Activity :: Some lines in the listing hold the word "other". Return each of them.

Data ::

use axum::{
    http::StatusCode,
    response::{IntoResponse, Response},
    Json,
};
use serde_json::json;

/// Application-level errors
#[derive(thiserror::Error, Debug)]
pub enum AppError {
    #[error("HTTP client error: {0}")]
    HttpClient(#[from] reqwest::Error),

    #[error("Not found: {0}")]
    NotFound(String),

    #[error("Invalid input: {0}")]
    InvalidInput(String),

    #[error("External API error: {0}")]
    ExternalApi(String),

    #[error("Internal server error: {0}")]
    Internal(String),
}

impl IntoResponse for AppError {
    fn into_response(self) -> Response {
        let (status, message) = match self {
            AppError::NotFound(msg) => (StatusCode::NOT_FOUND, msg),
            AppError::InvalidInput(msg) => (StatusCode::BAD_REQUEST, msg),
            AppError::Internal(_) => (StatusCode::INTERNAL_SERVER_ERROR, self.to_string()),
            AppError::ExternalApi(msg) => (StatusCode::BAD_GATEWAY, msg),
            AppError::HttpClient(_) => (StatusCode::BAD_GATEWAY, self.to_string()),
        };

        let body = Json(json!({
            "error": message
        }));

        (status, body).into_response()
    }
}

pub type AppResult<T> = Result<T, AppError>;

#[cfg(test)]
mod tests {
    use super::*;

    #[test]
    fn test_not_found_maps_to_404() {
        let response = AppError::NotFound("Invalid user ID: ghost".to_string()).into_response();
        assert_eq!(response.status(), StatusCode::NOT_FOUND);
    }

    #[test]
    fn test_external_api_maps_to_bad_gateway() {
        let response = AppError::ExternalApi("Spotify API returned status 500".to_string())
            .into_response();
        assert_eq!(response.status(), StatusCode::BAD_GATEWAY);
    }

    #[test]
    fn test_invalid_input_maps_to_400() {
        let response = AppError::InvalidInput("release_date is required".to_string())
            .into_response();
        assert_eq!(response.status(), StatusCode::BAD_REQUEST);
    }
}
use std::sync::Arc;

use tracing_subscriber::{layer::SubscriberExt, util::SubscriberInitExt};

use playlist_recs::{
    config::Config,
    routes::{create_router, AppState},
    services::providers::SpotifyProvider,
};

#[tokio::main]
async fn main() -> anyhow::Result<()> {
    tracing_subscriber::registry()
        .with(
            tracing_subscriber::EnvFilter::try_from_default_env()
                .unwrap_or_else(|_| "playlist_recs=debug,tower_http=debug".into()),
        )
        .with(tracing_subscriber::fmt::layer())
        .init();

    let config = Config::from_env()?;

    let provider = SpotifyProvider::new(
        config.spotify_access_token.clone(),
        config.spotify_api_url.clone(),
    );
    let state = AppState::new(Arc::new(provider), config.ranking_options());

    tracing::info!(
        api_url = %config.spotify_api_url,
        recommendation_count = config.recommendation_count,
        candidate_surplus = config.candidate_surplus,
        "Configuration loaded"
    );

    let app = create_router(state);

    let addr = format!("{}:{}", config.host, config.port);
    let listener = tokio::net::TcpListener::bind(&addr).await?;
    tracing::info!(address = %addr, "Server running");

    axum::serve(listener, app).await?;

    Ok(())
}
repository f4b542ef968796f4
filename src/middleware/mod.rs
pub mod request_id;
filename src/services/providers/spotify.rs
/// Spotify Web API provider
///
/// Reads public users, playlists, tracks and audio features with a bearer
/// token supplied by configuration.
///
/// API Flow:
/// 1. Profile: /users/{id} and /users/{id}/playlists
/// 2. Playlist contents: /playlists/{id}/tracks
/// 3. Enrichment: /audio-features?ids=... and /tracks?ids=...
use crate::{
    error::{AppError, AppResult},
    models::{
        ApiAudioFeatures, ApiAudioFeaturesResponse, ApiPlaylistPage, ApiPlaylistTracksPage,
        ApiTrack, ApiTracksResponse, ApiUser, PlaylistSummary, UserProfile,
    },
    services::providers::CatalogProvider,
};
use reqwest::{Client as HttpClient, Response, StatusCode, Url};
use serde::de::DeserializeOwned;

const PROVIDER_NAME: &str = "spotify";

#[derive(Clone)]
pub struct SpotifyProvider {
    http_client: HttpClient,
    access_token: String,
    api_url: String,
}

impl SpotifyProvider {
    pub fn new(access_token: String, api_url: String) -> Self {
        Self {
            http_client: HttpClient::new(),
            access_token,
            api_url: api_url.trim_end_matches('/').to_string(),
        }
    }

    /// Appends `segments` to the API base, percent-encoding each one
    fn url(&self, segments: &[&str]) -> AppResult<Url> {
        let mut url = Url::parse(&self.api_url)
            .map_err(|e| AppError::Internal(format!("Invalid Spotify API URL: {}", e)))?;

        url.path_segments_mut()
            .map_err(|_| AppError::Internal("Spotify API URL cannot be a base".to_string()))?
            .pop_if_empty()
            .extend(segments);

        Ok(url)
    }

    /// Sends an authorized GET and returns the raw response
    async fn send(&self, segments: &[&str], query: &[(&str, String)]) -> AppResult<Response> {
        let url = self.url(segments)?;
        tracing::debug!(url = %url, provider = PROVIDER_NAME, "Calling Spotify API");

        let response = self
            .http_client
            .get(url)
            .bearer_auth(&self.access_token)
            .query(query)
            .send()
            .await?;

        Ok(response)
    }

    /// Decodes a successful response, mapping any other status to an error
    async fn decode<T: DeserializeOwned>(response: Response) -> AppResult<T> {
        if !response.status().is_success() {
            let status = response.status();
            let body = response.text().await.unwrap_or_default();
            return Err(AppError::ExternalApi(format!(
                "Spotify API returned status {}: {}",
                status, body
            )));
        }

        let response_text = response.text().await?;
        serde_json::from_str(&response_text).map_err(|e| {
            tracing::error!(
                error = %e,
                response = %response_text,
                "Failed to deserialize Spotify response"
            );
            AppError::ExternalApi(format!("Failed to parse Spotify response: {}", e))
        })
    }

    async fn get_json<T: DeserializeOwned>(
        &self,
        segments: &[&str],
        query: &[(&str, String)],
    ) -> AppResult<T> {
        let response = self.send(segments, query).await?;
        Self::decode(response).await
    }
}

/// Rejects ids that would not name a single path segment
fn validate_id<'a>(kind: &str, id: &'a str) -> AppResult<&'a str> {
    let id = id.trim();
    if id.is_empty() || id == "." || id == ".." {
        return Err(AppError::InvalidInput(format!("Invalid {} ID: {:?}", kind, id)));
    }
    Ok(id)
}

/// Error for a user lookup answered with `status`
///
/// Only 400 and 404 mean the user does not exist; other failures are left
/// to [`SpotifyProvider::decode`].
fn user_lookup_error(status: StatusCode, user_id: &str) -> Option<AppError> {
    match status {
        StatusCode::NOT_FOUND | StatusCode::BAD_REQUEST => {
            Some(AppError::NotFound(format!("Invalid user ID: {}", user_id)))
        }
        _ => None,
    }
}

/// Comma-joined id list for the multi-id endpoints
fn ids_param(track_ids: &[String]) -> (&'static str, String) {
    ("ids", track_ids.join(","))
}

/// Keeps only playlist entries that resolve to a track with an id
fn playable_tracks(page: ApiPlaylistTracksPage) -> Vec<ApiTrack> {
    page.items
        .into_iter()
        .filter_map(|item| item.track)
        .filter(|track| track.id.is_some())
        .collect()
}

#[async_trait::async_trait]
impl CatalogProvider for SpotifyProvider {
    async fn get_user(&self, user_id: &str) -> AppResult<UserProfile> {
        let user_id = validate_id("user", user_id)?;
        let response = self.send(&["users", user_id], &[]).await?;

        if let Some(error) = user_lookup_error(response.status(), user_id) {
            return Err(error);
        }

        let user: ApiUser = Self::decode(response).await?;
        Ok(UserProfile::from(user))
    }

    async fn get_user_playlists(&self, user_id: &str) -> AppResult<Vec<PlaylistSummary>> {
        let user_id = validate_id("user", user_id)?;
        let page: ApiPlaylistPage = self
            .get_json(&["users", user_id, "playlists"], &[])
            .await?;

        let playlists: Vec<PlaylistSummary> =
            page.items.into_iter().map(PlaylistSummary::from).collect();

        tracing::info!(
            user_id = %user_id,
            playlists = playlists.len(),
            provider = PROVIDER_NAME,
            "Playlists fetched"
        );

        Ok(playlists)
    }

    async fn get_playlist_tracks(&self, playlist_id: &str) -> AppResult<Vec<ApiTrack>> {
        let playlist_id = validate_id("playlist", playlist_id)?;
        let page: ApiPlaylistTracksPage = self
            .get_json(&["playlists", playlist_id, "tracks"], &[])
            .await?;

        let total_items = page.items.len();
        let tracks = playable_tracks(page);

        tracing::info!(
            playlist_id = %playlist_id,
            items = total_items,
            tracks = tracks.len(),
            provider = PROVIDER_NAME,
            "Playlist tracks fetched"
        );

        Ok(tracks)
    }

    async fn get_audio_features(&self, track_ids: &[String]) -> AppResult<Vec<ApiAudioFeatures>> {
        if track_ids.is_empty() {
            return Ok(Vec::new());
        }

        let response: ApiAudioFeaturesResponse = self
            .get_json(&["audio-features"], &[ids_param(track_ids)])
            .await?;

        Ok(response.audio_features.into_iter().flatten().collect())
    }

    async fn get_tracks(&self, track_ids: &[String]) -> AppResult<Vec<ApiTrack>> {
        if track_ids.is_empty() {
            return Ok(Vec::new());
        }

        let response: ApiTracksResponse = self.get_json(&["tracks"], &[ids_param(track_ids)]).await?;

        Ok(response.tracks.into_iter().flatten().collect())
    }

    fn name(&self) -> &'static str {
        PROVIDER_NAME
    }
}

--

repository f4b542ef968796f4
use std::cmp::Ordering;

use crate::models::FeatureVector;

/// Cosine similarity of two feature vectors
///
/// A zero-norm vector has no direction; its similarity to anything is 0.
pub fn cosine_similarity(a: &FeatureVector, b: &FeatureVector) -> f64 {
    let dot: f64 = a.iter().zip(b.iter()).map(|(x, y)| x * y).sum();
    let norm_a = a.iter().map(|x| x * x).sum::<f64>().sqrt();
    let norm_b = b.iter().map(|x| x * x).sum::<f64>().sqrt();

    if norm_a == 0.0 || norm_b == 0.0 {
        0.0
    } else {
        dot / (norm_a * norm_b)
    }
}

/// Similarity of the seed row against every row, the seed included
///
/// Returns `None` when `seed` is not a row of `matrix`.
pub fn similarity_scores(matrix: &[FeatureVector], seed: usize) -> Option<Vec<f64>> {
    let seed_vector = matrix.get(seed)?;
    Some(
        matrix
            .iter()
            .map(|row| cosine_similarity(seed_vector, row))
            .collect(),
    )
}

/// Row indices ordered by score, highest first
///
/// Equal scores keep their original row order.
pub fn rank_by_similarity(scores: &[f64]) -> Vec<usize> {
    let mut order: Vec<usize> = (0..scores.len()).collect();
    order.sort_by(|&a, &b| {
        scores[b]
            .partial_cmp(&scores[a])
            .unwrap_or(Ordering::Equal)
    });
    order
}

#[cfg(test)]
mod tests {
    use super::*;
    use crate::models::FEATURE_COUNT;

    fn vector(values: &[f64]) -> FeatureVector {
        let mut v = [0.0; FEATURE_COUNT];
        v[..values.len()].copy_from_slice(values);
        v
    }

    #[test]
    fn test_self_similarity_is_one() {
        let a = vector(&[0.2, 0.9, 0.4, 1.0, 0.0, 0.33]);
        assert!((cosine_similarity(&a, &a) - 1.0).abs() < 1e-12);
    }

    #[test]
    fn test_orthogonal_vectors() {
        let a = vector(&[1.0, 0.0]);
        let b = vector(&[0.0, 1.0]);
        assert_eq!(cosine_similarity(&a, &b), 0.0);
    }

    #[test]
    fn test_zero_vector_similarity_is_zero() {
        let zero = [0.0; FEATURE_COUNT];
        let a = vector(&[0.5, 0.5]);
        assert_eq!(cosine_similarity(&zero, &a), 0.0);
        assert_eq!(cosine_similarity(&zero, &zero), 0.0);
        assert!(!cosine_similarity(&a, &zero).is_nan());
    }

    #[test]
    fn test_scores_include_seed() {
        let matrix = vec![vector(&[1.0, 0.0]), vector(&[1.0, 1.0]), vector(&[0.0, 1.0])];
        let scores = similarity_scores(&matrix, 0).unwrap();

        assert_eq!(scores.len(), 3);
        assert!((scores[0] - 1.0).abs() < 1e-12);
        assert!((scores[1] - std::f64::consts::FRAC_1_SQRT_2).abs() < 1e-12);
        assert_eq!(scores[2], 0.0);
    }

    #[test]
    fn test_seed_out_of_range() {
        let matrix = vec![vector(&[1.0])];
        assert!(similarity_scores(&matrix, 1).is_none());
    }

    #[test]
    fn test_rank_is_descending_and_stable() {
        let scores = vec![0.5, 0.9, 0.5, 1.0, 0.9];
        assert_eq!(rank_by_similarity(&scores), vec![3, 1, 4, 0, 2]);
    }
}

Answer space ::
    /// Decodes a successful response, mapping any other status to an error
/// Only 400 and 404 mean the user does not exist; other failures are left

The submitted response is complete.